BEGIN

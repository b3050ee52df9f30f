use chrono::{DateTime, Utc};
use serde::{Deserialize, Serialize};

use super::models::{RoomModel, RoomState};
use crate::game::BoundsPolicy;

/// Request payload for creating a new room
#[derive(Debug, Default, Deserialize)]
pub struct RoomCreateRequest {
    /// Friend to seat next to the owner right away
    #[serde(default)]
    pub opponent_id: Option<String>,
    /// Overrides the server's default grid policy
    #[serde(default)]
    pub bounds_policy: Option<BoundsPolicy>,
}

/// Response for room creation and room information
#[derive(Debug, Clone, PartialEq, Serialize, Deserialize)]
pub struct RoomResponse {
    pub id: String,
    pub owner_id: String,
    pub state: RoomState,
    pub player_ids: Vec<String>,
    pub player_count: usize,
    pub bounds_policy: BoundsPolicy,
    pub created_at: DateTime<Utc>,
}

impl From<RoomModel> for RoomResponse {
    fn from(room: RoomModel) -> Self {
        Self {
            player_count: room.player_count(),
            id: room.id,
            owner_id: room.owner_id,
            state: room.state,
            player_ids: room.player_ids,
            bounds_policy: room.bounds_policy,
            created_at: room.created_at,
        }
    }
}
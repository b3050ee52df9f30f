use axum::{
    body::Body,
    http::{header, Method, Request, StatusCode},
    Router,
};
use serde_json::{json, Value};
use std::sync::Arc;
use tower::ServiceExt;

use mixmo::{
    event::{EventBus, RoomEvent},
    game::{InMemoryGameRepository, LETTER_FREQUENCIES},
    room::InMemoryRoomRepository,
    session::TokenConfig,
    app_router, AppState, ServerConfig,
};

fn test_state() -> AppState {
    AppState::new(
        ServerConfig::default(),
        TokenConfig::with_secret("integration-secret", 1),
        Arc::new(InMemoryRoomRepository::new()),
        Arc::new(InMemoryGameRepository::new()),
        EventBus::new(),
    )
}

async fn send(
    app: &Router,
    method: Method,
    uri: &str,
    token: Option<&str>,
    body: Option<Value>,
) -> (StatusCode, Value) {
    let mut request = Request::builder().method(method).uri(uri);
    if let Some(token) = token {
        request = request.header(header::AUTHORIZATION, format!("Bearer {}", token));
    }
    let body = match body {
        Some(value) => {
            request = request.header(header::CONTENT_TYPE, "application/json");
            Body::from(value.to_string())
        }
        None => Body::empty(),
    };

    let response = app
        .clone()
        .oneshot(request.body(body).unwrap())
        .await
        .unwrap();
    let status = response.status();
    let bytes = axum::body::to_bytes(response.into_body(), usize::MAX)
        .await
        .unwrap();
    let value = if bytes.is_empty() {
        Value::Null
    } else {
        serde_json::from_slice(&bytes).unwrap_or(Value::Null)
    };
    (status, value)
}

/// Creates a session and returns (token, player_id)
async fn new_player(app: &Router) -> (String, String) {
    let (status, body) = send(app, Method::POST, "/session", None, None).await;
    assert_eq!(status, StatusCode::OK);
    (
        body["token"].as_str().unwrap().to_string(),
        body["player_id"].as_str().unwrap().to_string(),
    )
}

#[tokio::test]
async fn test_two_players_start_and_play_over_http() {
    let state = test_state();
    let app = app_router(state.clone());

    let (alice_token, alice_id) = new_player(&app).await;
    let (bob_token, bob_id) = new_player(&app).await;

    let (status, room) = send(&app, Method::POST, "/rooms", Some(&alice_token), Some(json!({}))).await;
    assert_eq!(status, StatusCode::OK);
    let room_id = room["id"].as_str().unwrap().to_string();
    assert_eq!(room["owner_id"], alice_id);
    assert_eq!(room["state"], "waiting");

    let mut events = state.event_bus.subscribe_to_room(&room_id).await;

    let (status, room) = send(
        &app,
        Method::POST,
        &format!("/rooms/{}/join", room_id),
        Some(&bob_token),
        None,
    )
    .await;
    assert_eq!(status, StatusCode::OK);
    assert_eq!(room["player_count"], 2);
    assert!(matches!(
        events.recv().await.unwrap(),
        RoomEvent::StateChanged { .. }
    ));

    let (status, view) = send(
        &app,
        Method::POST,
        &format!("/rooms/{}/start", room_id),
        Some(&alice_token),
        None,
    )
    .await;
    assert_eq!(status, StatusCode::OK);
    assert_eq!(view["state"], "active");
    assert_eq!(view["rack"].as_array().unwrap().len(), 6);
    assert!(events.recv().await.is_ok());

    let first_seq = view["rack"][0]["seq"].as_u64().unwrap();
    let (status, view) = send(
        &app,
        Method::POST,
        &format!("/rooms/{}/tiles/place", room_id),
        Some(&alice_token),
        Some(json!({ "seq": first_seq, "x": 0, "y": 0 })),
    )
    .await;
    assert_eq!(status, StatusCode::OK);
    assert_eq!(view["board"].as_array().unwrap().len(), 1);
    assert_eq!(view["rack"].as_array().unwrap().len(), 5);

    // Bob sees counts of Alice's tiles, never the tiles themselves
    let (status, bob_view) = send(
        &app,
        Method::GET,
        &format!("/rooms/{}/state", room_id),
        Some(&bob_token),
        None,
    )
    .await;
    assert_eq!(status, StatusCode::OK);
    assert_eq!(bob_view["player_id"], bob_id);
    assert_eq!(bob_view["opponent"]["board_count"], 1);
    assert_eq!(bob_view["opponent"]["rack_count"], 5);

    // Bob cannot play Alice's tile
    let (status, error) = send(
        &app,
        Method::POST,
        &format!("/rooms/{}/tiles/place", room_id),
        Some(&bob_token),
        Some(json!({ "seq": view["rack"][0]["seq"], "x": 1, "y": 1 })),
    )
    .await;
    assert_eq!(status, StatusCode::CONFLICT);
    assert_eq!(error["kind"], "not_in_rack");

    let bag_size: usize = LETTER_FREQUENCIES.iter().map(|(_, n)| n).sum();
    let (status, bag) = send(
        &app,
        Method::GET,
        &format!("/rooms/{}/bag", room_id),
        Some(&alice_token),
        None,
    )
    .await;
    assert_eq!(status, StatusCode::OK);
    assert_eq!(bag["remaining"], bag_size - 12);

    let (status, error) = send(
        &app,
        Method::POST,
        &format!("/rooms/{}/mixmo", room_id),
        Some(&alice_token),
        None,
    )
    .await;
    assert_eq!(status, StatusCode::CONFLICT);
    assert_eq!(error["kind"], "rack_not_empty");

    let (status, events_log) = send(
        &app,
        Method::GET,
        &format!("/rooms/{}/events", room_id),
        Some(&bob_token),
        None,
    )
    .await;
    assert_eq!(status, StatusCode::OK);
    let kinds: Vec<&str> = events_log
        .as_array()
        .unwrap()
        .iter()
        .map(|e| e["kind"].as_str().unwrap())
        .collect();
    assert_eq!(kinds, vec!["start", "place"]);
}

#[tokio::test]
async fn test_third_player_cannot_join() {
    let app = app_router(test_state());
    let (alice_token, _) = new_player(&app).await;
    let (bob_token, _) = new_player(&app).await;
    let (carol_token, _) = new_player(&app).await;

    let (_, room) = send(&app, Method::POST, "/rooms", Some(&alice_token), Some(json!({}))).await;
    let join_uri = format!("/rooms/{}/join", room["id"].as_str().unwrap());

    let (status, _) = send(&app, Method::POST, &join_uri, Some(&bob_token), None).await;
    assert_eq!(status, StatusCode::OK);

    let (status, error) = send(&app, Method::POST, &join_uri, Some(&carol_token), None).await;
    assert_eq!(status, StatusCode::CONFLICT);
    assert_eq!(error["kind"], "conflict");
}

#[tokio::test]
async fn test_expand_grid_rejects_fixed_rooms_and_bad_directions() {
    let app = app_router(test_state());
    let (alice_token, _) = new_player(&app).await;
    let (bob_token, bob_id) = new_player(&app).await;

    let (_, room) = send(
        &app,
        Method::POST,
        "/rooms",
        Some(&alice_token),
        Some(json!({ "opponent_id": bob_id })),
    )
    .await;
    let room_id = room["id"].as_str().unwrap().to_string();
    assert_eq!(room["player_count"], 2);

    let (status, _) = send(
        &app,
        Method::POST,
        &format!("/rooms/{}/start", room_id),
        Some(&alice_token),
        None,
    )
    .await;
    assert_eq!(status, StatusCode::OK);

    let (status, error) = send(
        &app,
        Method::POST,
        &format!("/rooms/{}/expand/left", room_id),
        Some(&bob_token),
        None,
    )
    .await;
    assert_eq!(status, StatusCode::CONFLICT);
    assert_eq!(error["kind"], "fixed_bounds");

    let (status, error) = send(
        &app,
        Method::POST,
        &format!("/rooms/{}/expand/sideways", room_id),
        Some(&bob_token),
        None,
    )
    .await;
    assert_eq!(status, StatusCode::BAD_REQUEST);
    assert_eq!(error["kind"], "bad_request");
}

#[tokio::test]
async fn test_game_routes_require_a_token() {
    let app = app_router(test_state());

    let (status, error) = send(&app, Method::GET, "/rooms", None, None).await;
    assert_eq!(status, StatusCode::UNAUTHORIZED);
    assert_eq!(error["kind"], "unauthorized");

    let (status, _) = send(&app, Method::POST, "/rooms/some-room/start", Some("not-a-jwt"), None).await;
    assert_eq!(status, StatusCode::UNAUTHORIZED);

    // Word extraction needs no session
    let (status, body) = send(
        &app,
        Method::POST,
        "/words",
        None,
        Some(json!({ "tiles": [
            { "x": 0, "y": 0, "letter": "o" },
            { "x": 1, "y": 0, "letter": "k" }
        ] })),
    )
    .await;
    assert_eq!(status, StatusCode::OK);
    assert_eq!(body["words"][0]["text"], "ok");
}
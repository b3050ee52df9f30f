use serde::{Deserialize, Serialize};
use strum_macros::{Display, EnumString};

/// Slice of room state a subscriber should re-fetch
#[derive(
    Debug, Clone, Copy, PartialEq, Eq, Hash, PartialOrd, Ord, Serialize, Deserialize, Display, EnumString,
)]
#[serde(rename_all = "lowercase")]
#[strum(serialize_all = "lowercase")]
pub enum TableCategory {
    Rack,
    Board,
    Bag,
    Room,
    Players,
}

/// Events pushed to everyone subscribed to a room
///
/// Events carry no game data: they only tell clients which parts of the
/// room changed so they can reload them.
#[derive(Debug, Clone, PartialEq, Eq, Serialize, Deserialize)]
#[serde(tag = "type", rename_all = "SCREAMING_SNAKE_CASE")]
pub enum RoomEvent {
    /// A mutation was committed
    StateChanged {
        room_id: String,
        categories: Vec<TableCategory>,
    },
}

impl RoomEvent {
    pub fn state_changed(room_id: &str, categories: &[TableCategory]) -> Self {
        let mut categories = categories.to_vec();
        categories.sort();
        categories.dedup();
        RoomEvent::StateChanged {
            room_id: room_id.to_string(),
            categories,
        }
    }

    pub fn room_id(&self) -> &str {
        match self {
            RoomEvent::StateChanged { room_id, .. } => room_id,
        }
    }
}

END

DESCRIPTION OF THE TASK — From the listing, reproduce every line where the word "iter" is present.

EXERCISE OUTPUT —
    let bag_size: usize = LETTER_FREQUENCIES.iter().map(|(_, n)| n).sum();
        .iter()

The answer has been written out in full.